Le languedocien aquitano-pyrénéen a un cognat du mot gascon "broish-a" pour dire sorcier-ère qui est "bruèis-bruèissa", ce dernier mot étant inconnu du lexique occitan par ailleurs. "Bruèissa" n'est pas "brossa", les deux mots ne sont pas homonymes.  Mais cette observation n'est pas réellement de nature à invalider l'hypothèse d'un seul mot car Il est possible que bruèissa représente une forme locale de bro(i)ssa et que les deux formes aient pu diffuser et co-éxister, chacune avec sa spécialité sémantique. Dans ce cas, il faut admettre que la signification de "sorcier-sorcière associée au mot qui veut dire normalement buisson  a une origine celtique pour le mot lui-même et aquitano-pyrénéenne pour la signification, c'est le catalan ou/et le gascon qui ont du passer le mot avec le sens de sorcière aux autres langues romanes de la péninsule par voyage ou diffusion (broisha /bruixa -> bruxa). 

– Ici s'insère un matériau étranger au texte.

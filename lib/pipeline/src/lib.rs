//! The pipeline that runs a query and incrementally turns its results into a visual graph.
//!
//! A [`PipelineController`] owns at most one live run at a time. A run
//! 1. opens a [`ResultStream`] on the query engine,
//! 2. pulls rows on a background task and projects them with a
//!    [`GraphProjector`](rdf_lens_projection::GraphProjector),
//! 3. applies the projected elements to the [`VisualModel`](rdf_lens_visual::VisualModel) in
//!    batches, and
//! 4. reports its progress as [`PipelineEvent`]s.
//!
//! ```text
//! Idle ──start──> Starting ──> Running ──┬──> Completed ─┐
//!   ^                 │           │      ├──> Failed  ───┼──reset / start──> ...
//!   │                 └──cancel───┴────> Cancelling ──> Cancelled ─┘
//!   └──────────────────────────────────────────────────────────────┘
//! ```

mod cancel;
mod config;
mod controller;
mod error;
mod event;
mod state;
mod stream;

pub use config::PipelineConfig;
pub use controller::PipelineController;
pub use error::{PipelineError, RunError};
pub use event::{PipelineEvent, PipelineEvents};
pub use state::{RunId, RunState, RunStats};
pub use stream::ResultStream;
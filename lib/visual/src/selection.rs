use crate::model::VisualModel;
use rdf_lens_model::ElementId;
use rustc_hash::FxHashMap;
use std::collections::BTreeSet;

/// Position of every element of a generation and the rows that contributed to it.
///
/// The index only grows within a generation and is shared by all snapshots of that generation.
/// Positions and row indices are assigned in increasing order, so a snapshot sees its own state by
/// ignoring positions at or beyond its element count and rows at or beyond its row limit.
#[derive(Debug, Default)]
pub(crate) struct ElementIndex {
    slots: FxHashMap<ElementId, Slot>,
}

#[derive(Debug)]
struct Slot {
    position: usize,
    rows: Vec<usize>,
}

impl ElementIndex {
    pub(crate) fn position(&self, id: &ElementId) -> Option<usize> {
        self.slots.get(id).map(|slot| slot.position)
    }

    pub(crate) fn insert(&mut self, id: ElementId, position: usize) {
        self.slots.insert(
            id,
            Slot {
                position,
                rows: Vec::new(),
            },
        );
    }

    /// Records that `row_index` contributed to `id`.
    ///
    /// Rows are recorded in stream order.
    pub(crate) fn record_row(&mut self, id: &ElementId, row_index: usize) {
        if let Some(slot) = self.slots.get_mut(id) {
            if slot.rows.last() != Some(&row_index) {
                slot.rows.push(row_index);
            }
        }
    }

    pub(crate) fn rows_of(
        &self,
        id: &ElementId,
        element_count: usize,
        row_limit: usize,
    ) -> BTreeSet<usize> {
        self.slots
            .get(id)
            .filter(|slot| slot.position < element_count)
            .map(|slot| {
                slot.rows
                    .iter()
                    .copied()
                    .take_while(|row| *row < row_limit)
                    .collect()
            })
            .unwrap_or_default()
    }
}

/// Maps picks on the visual graph to rows of the result table and vice versa.
///
/// All lookups are answered from the latest snapshot of the [VisualModel] and never modify it.
#[derive(Clone, Debug)]
pub struct SelectionBridge {
    model: VisualModel,
}

impl SelectionBridge {
    pub fn new(model: VisualModel) -> Self {
        Self { model }
    }

    /// Returns the indices of the rows that contributed to the picked element.
    pub fn on_visual_pick(&self, id: &ElementId) -> BTreeSet<usize> {
        self.model.snapshot().rows_of(id)
    }

    /// Returns the elements that the picked row contributed to.
    pub fn on_row_pick(&self, row_index: usize) -> BTreeSet<ElementId> {
        self.model.snapshot().elements_of(row_index)
    }
}

#[cfg(test)]
mod tests {
    use super::*;
    use crate::Batch;
    use rdf_lens_model::{
        Attributes, GraphElement, NamedNode, RdfTerm, ResultRow, TermKey, Variable, VisualNode,
    };
    use std::sync::Arc;

    fn node(local: &str) -> GraphElement {
        let term: RdfTerm = NamedNode::new_unchecked(format!("http://example.com/{local}")).into();
        GraphElement::Node(VisualNode {
            key: TermKey::of(&term),
            label: local.to_owned(),
            attributes: Attributes::new(),
        })
    }

    fn empty_row() -> ResultRow {
        let variables: Arc<[Variable]> = Arc::from(Vec::new());
        ResultRow::new(variables, Vec::new())
    }

    #[test]
    fn picks_are_cross_referenced() {
        let model = VisualModel::new();
        let bridge = SelectionBridge::new(model.clone());
        let mut batch = Batch::new();
        batch.push(0, empty_row(), vec![node("A"), node("B")]);
        batch.push(1, empty_row(), Vec::new());
        batch.push(2, empty_row(), vec![node("A")]);
        model.apply(batch);

        assert_eq!(bridge.on_visual_pick(&node("A").id()), [0, 2].into());
        assert_eq!(bridge.on_visual_pick(&node("B").id()), [0].into());
        assert_eq!(
            bridge.on_row_pick(0),
            [node("A").id(), node("B").id()].into()
        );
        assert!(bridge.on_row_pick(1).is_empty());
        assert!(bridge.on_row_pick(42).is_empty());
        assert!(bridge.on_visual_pick(&node("C").id()).is_empty());
    }

    #[test]
    fn picks_follow_the_model() {
        let model = VisualModel::new();
        let bridge = SelectionBridge::new(model.clone());
        let mut batch = Batch::new();
        batch.push(0, empty_row(), vec![node("A")]);
        model.apply(batch);
        assert_eq!(bridge.on_row_pick(0).len(), 1);

        model.clear();
        assert!(bridge.on_row_pick(0).is_empty());
        assert!(bridge.on_visual_pick(&node("A").id()).is_empty());
    }
}
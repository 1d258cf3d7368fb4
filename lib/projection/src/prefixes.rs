use serde::Deserialize;

/// Maps namespace IRIs to short prefixes for labelling.
#[derive(Clone, Debug, Default, PartialEq, Eq, Deserialize)]
#[serde(from = "Vec<(String, String)>")]
pub struct PrefixMap {
    /// `(prefix, namespace)` pairs, longest namespace first.
    bindings: Vec<(String, String)>,
}

impl PrefixMap {
    pub fn new() -> Self {
        Self::default()
    }

    /// A map with the prefixes of the vocabularies that show up in almost every graph.
    pub fn with_common_prefixes() -> Self {
        let mut map = Self::new();
        map.insert("rdf", "http://www.w3.org/1999/02/22-rdf-syntax-ns#");
        map.insert("rdfs", "http://www.w3.org/2000/01/rdf-schema#");
        map.insert("owl", "http://www.w3.org/2002/07/owl#");
        map.insert("xsd", "http://www.w3.org/2001/XMLSchema#");
        map.insert("sh", "http://www.w3.org/ns/shacl#");
        map
    }

    /// Binds `prefix` to `namespace`, replacing an earlier binding of the same prefix.
    pub fn insert(&mut self, prefix: impl Into<String>, namespace: impl Into<String>) {
        let prefix = prefix.into();
        self.bindings.retain(|(p, _)| *p != prefix);
        self.bindings.push((prefix, namespace.into()));
        self.bindings
            .sort_by(|(_, a), (_, b)| b.len().cmp(&a.len()).then_with(|| a.cmp(b)));
    }

    /// Returns `prefix:local` for `iri` if a namespace matches and the remainder is a plausible
    /// local name.
    pub fn compact(&self, iri: &str) -> Option<String> {
        self.bindings.iter().find_map(|(prefix, namespace)| {
            let local = iri.strip_prefix(namespace.as_str())?;
            let plausible = !local.is_empty()
                && !local.contains(['/', '#', '?', ' ', '<', '>']);
            plausible.then(|| format!("{prefix}:{local}"))
        })
    }

    pub fn len(&self) -> usize {
        self.bindings.len()
    }

    pub fn is_empty(&self) -> bool {
        self.bindings.is_empty()
    }
}

impl From<Vec<(String, String)>> for PrefixMap {
    fn from(bindings: Vec<(String, String)>) -> Self {
        let mut map = Self::new();
        for (prefix, namespace) in bindings {
            map.insert(prefix, namespace);
        }
        map
    }
}
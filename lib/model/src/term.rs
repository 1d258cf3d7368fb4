use oxrdf::{BlankNode, Literal, NamedNode, Term};
use std::fmt::{Display, Formatter};
use std::str::FromStr;

/// An RDF term as seen by RDF Lens.
///
/// Query engines hand out terms in their own representation. These are converted into an
/// [`RdfTerm`] once, when a result row enters the pipeline. Shapes that RDF Lens does not
/// understand (e.g., quoted triples) are kept as [`RdfTerm::Unrecognized`] with their raw lexical
/// form so that they can still be displayed.
#[derive(Clone, Debug, PartialEq, Eq, Hash)]
pub enum RdfTerm {
    /// An IRI.
    Iri(NamedNode),
    /// A literal with an optional datatype or language tag.
    Literal(Literal),
    /// A blank node.
    BlankNode(BlankNode),
    /// A term shape that could not be interpreted.
    Unrecognized(String),
}

impl RdfTerm {
    /// Parses an N-Triples term. Input that is not a valid term becomes
    /// [`RdfTerm::Unrecognized`] instead of failing.
    pub fn parse_lenient(raw: &str) -> Self {
        match Term::from_str(raw) {
            Ok(term) => term.into(),
            Err(_) => Self::Unrecognized(raw.to_owned()),
        }
    }

    /// Returns the canonical (N-Triples) form of this term.
    ///
    /// Two terms have the same canonical form iff they denote the same RDF term. Unrecognized
    /// terms use their raw form.
    pub fn canonical(&self) -> String {
        self.to_string()
    }

    /// Returns the lexical part of the term: the IRI, the literal value, the blank node id or the
    /// raw form.
    pub fn lexical(&self) -> &str {
        match self {
            RdfTerm::Iri(node) => node.as_str(),
            RdfTerm::Literal(literal) => literal.value(),
            RdfTerm::BlankNode(node) => node.as_str(),
            RdfTerm::Unrecognized(raw) => raw,
        }
    }

    /// Returns a short name of the term's kind.
    pub fn kind(&self) -> TermKind {
        match self {
            RdfTerm::Iri(_) => TermKind::Iri,
            RdfTerm::Literal(_) => TermKind::Literal,
            RdfTerm::BlankNode(_) => TermKind::BlankNode,
            RdfTerm::Unrecognized(_) => TermKind::Unrecognized,
        }
    }

    pub fn is_iri(&self) -> bool {
        matches!(self, RdfTerm::Iri(_))
    }

    pub fn is_literal(&self) -> bool {
        matches!(self, RdfTerm::Literal(_))
    }

    pub fn is_unrecognized(&self) -> bool {
        matches!(self, RdfTerm::Unrecognized(_))
    }
}

impl Display for RdfTerm {
    fn fmt(&self, f: &mut Formatter<'_>) -> std::fmt::Result {
        match self {
            RdfTerm::Iri(node) => node.fmt(f),
            RdfTerm::Literal(literal) => literal.fmt(f),
            RdfTerm::BlankNode(node) => node.fmt(f),
            RdfTerm::Unrecognized(raw) => f.write_str(raw),
        }
    }
}

impl From<Term> for RdfTerm {
    #[inline]
    fn from(term: Term) -> Self {
        match term {
            Term::NamedNode(node) => Self::Iri(node),
            Term::BlankNode(node) => Self::BlankNode(node),
            Term::Literal(literal) => Self::Literal(literal),
            #[allow(
                unreachable_patterns,
                reason = "Quoted triples only exist with oxrdf's rdf-star feature"
            )]
            other => Self::Unrecognized(other.to_string()),
        }
    }
}

impl From<NamedNode> for RdfTerm {
    #[inline]
    fn from(node: NamedNode) -> Self {
        Self::Iri(node)
    }
}

impl From<Literal> for RdfTerm {
    #[inline]
    fn from(literal: Literal) -> Self {
        Self::Literal(literal)
    }
}

impl From<BlankNode> for RdfTerm {
    #[inline]
    fn from(node: BlankNode) -> Self {
        Self::BlankNode(node)
    }
}

/// The kind of an [`RdfTerm`].
#[derive(Clone, Copy, Debug, PartialEq, Eq, Hash)]
pub enum TermKind {
    Iri,
    Literal,
    BlankNode,
    Unrecognized,
}

impl TermKind {
    pub fn as_str(self) -> &'static str {
        match self {
            TermKind::Iri => "iri",
            TermKind::Literal => "literal",
            TermKind::BlankNode => "blank-node",
            TermKind::Unrecognized => "unrecognized",
        }
    }
}

impl Display for TermKind {
    fn fmt(&self, f: &mut Formatter<'_>) -> std::fmt::Result {
        f.write_str(self.as_str())
    }
}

L'hypothèse alternative est qu'il s'agit de deux mots d'étymons différents qui se seraient confondus en se croisant en gascon et en catalan. Cette deuxième hypothèse, bien sûr, n'est pas du tout à écarter. Il pourrait s'agir d'une confusion d'étymons, un étymon clairement identifié, gaulois, à l'origine des mots pour bruyère ret buisson et un autre étymon, non identifié, d'une langue également non identifiée, pour signifier sorcier-ère.  Un autre exemple de confusion probable d'étymons avec bruix (sorcière) concerne le mot de météorologie catalane calabruixa var. calabruix qui désigne un type de grêle. Coromines interprète étymologiquement le mot comme "pierre de sorcière" en celtique (en s'inventant au passage un mot celtique *karya) . On retrouve des mots semblables au mot catalan dans les langues italiennes (en particulier gallo-italiques comme le lombard mais pas que) sous diverses formes selon les parlers: calabrozza, calabrosa etc, avec la signification de givre, de mince couche de glace, de pluie glacée mais là, plus question de sorcière, brozza signifie givre, gel, probable cognat avec l'italien broccia (mot florentin) qui signifie petite pluie fine et glacée (Dizionario italiano Olivetti voir).   La relation sémantique avec *wroykya "buisson" n'est pas évidente, pas d'avantage celle avec avec sorcière. L'hypothèse d'un celtisme pour expliquer  le mot toscan "broccia" n'est d'ailleurs guère raisonable, même si l'étymon du mot italien est assez peu claire (voir ).  Le mot catalan calabruix(a) pourrait être une version catalanisée  d'un mot d'origine et de construction italiennes,  comme est de formation italienne son synonyme catalan "calamarsa" (lit. précipitation de mars ? cala pourrait être le mot du lexique italien cala, substantif f. déverbal du v. calare comme l'est calo en substantif m.: descente, chute du haut vers le bas, aussi précipitation au sens météorologique du mot; marsa est  la forme féminine de l'adjectif italien "marso", qui signifie: de mars), ce qui expliquerait l'absence de mots similaires dans les autres langues romanes en dehors des langues d'Italie 




Bref, tout ça pour dire que la question de la relation étymologique entre les dérivés du proto-celtique *wroyko (bruyère, buisson) et le mot gascon pour dire sorcier-sorcière reste ouverte.